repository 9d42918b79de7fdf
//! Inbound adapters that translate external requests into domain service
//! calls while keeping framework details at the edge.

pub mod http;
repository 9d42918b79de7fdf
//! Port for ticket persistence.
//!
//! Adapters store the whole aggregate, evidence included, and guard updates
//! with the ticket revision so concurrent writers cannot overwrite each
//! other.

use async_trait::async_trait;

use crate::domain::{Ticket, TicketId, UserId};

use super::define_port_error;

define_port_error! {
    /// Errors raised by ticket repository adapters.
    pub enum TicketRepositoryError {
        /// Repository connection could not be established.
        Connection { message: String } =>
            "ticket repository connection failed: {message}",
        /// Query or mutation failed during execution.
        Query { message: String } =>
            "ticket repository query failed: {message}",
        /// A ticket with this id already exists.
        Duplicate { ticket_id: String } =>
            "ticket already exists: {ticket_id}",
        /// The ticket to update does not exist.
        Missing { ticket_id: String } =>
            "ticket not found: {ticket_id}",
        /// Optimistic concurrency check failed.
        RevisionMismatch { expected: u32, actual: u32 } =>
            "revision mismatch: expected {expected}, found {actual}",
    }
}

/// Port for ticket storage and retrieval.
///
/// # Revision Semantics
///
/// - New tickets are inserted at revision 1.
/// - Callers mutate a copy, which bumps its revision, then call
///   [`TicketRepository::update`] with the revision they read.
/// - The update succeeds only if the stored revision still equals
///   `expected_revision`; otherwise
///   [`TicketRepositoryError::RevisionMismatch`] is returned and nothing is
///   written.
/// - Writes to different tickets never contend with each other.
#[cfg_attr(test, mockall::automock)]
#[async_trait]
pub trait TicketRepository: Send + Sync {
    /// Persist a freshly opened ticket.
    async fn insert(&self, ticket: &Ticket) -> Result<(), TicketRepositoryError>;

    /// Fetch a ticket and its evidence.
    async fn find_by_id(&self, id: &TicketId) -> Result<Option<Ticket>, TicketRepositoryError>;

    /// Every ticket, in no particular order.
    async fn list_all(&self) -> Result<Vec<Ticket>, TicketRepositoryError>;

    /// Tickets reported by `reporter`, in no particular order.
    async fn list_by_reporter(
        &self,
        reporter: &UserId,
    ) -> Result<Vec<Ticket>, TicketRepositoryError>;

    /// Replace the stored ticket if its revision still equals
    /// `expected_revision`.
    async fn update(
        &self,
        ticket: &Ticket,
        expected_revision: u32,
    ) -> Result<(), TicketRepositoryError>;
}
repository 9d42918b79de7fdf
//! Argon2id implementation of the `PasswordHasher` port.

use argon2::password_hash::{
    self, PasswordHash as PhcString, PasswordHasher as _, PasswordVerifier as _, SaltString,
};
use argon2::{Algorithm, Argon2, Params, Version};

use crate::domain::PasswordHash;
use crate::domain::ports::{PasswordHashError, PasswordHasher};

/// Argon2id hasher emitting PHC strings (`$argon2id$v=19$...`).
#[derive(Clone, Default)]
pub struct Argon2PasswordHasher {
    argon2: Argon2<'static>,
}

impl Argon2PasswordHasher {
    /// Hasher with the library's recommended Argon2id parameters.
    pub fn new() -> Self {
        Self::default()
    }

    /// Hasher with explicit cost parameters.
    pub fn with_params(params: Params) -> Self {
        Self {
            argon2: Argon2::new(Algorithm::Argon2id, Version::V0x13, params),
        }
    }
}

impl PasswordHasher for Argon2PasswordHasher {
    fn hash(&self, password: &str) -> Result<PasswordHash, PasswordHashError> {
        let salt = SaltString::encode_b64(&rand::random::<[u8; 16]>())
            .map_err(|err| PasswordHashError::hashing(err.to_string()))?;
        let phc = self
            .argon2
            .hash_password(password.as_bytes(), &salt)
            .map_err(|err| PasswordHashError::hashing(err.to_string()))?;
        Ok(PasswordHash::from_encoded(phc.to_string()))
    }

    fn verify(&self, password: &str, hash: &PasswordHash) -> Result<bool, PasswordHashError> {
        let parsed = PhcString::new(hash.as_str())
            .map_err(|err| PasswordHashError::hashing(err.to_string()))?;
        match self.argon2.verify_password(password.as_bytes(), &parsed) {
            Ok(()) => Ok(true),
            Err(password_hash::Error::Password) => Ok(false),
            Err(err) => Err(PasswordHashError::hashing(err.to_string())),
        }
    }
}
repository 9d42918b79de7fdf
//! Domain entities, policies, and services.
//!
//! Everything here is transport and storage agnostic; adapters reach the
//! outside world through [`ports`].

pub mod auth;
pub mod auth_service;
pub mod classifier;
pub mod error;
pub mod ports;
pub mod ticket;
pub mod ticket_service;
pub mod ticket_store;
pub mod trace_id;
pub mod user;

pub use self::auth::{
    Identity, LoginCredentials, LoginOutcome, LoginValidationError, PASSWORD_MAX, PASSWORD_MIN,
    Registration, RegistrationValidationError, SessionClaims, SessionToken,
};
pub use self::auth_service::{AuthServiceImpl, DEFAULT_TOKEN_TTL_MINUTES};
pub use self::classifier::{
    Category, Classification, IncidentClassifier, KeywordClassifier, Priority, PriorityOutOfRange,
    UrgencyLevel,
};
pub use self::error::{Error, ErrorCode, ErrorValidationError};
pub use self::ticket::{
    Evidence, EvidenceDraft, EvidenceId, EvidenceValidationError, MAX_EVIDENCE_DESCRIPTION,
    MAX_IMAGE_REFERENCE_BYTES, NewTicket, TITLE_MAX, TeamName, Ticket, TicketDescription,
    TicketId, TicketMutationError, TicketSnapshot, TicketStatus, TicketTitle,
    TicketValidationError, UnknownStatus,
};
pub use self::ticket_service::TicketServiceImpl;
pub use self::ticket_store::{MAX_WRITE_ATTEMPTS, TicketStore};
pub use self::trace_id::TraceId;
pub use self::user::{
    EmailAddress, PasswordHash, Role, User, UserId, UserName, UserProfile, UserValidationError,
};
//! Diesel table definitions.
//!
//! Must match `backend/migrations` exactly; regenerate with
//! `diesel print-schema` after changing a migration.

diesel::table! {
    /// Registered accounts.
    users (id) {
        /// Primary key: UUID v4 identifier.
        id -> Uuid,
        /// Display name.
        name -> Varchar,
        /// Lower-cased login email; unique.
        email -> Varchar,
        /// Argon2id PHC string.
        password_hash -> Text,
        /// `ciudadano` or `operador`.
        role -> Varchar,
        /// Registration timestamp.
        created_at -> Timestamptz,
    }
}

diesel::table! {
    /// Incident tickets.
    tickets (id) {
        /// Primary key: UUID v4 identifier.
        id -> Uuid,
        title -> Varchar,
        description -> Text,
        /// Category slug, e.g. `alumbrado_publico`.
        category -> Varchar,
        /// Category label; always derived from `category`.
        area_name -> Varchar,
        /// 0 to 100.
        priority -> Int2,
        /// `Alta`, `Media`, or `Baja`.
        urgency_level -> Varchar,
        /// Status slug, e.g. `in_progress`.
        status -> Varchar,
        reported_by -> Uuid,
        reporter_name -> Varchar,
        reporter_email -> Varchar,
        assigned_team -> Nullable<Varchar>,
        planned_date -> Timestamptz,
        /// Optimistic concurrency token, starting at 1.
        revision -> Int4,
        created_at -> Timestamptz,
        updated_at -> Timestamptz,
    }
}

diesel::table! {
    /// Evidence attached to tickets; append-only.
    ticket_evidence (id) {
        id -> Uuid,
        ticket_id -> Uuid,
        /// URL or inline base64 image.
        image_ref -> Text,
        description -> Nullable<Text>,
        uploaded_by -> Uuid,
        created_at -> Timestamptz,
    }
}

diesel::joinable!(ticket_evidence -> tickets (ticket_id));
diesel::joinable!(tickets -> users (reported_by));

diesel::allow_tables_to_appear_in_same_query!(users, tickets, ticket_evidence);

....

**Activity**. Check each line above for the word "ports" and copy every line that has it.

**Result of the task**.
use crate::domain::ports::{PasswordHashError, PasswordHasher};
//! outside world through [`ports`].
pub mod ports;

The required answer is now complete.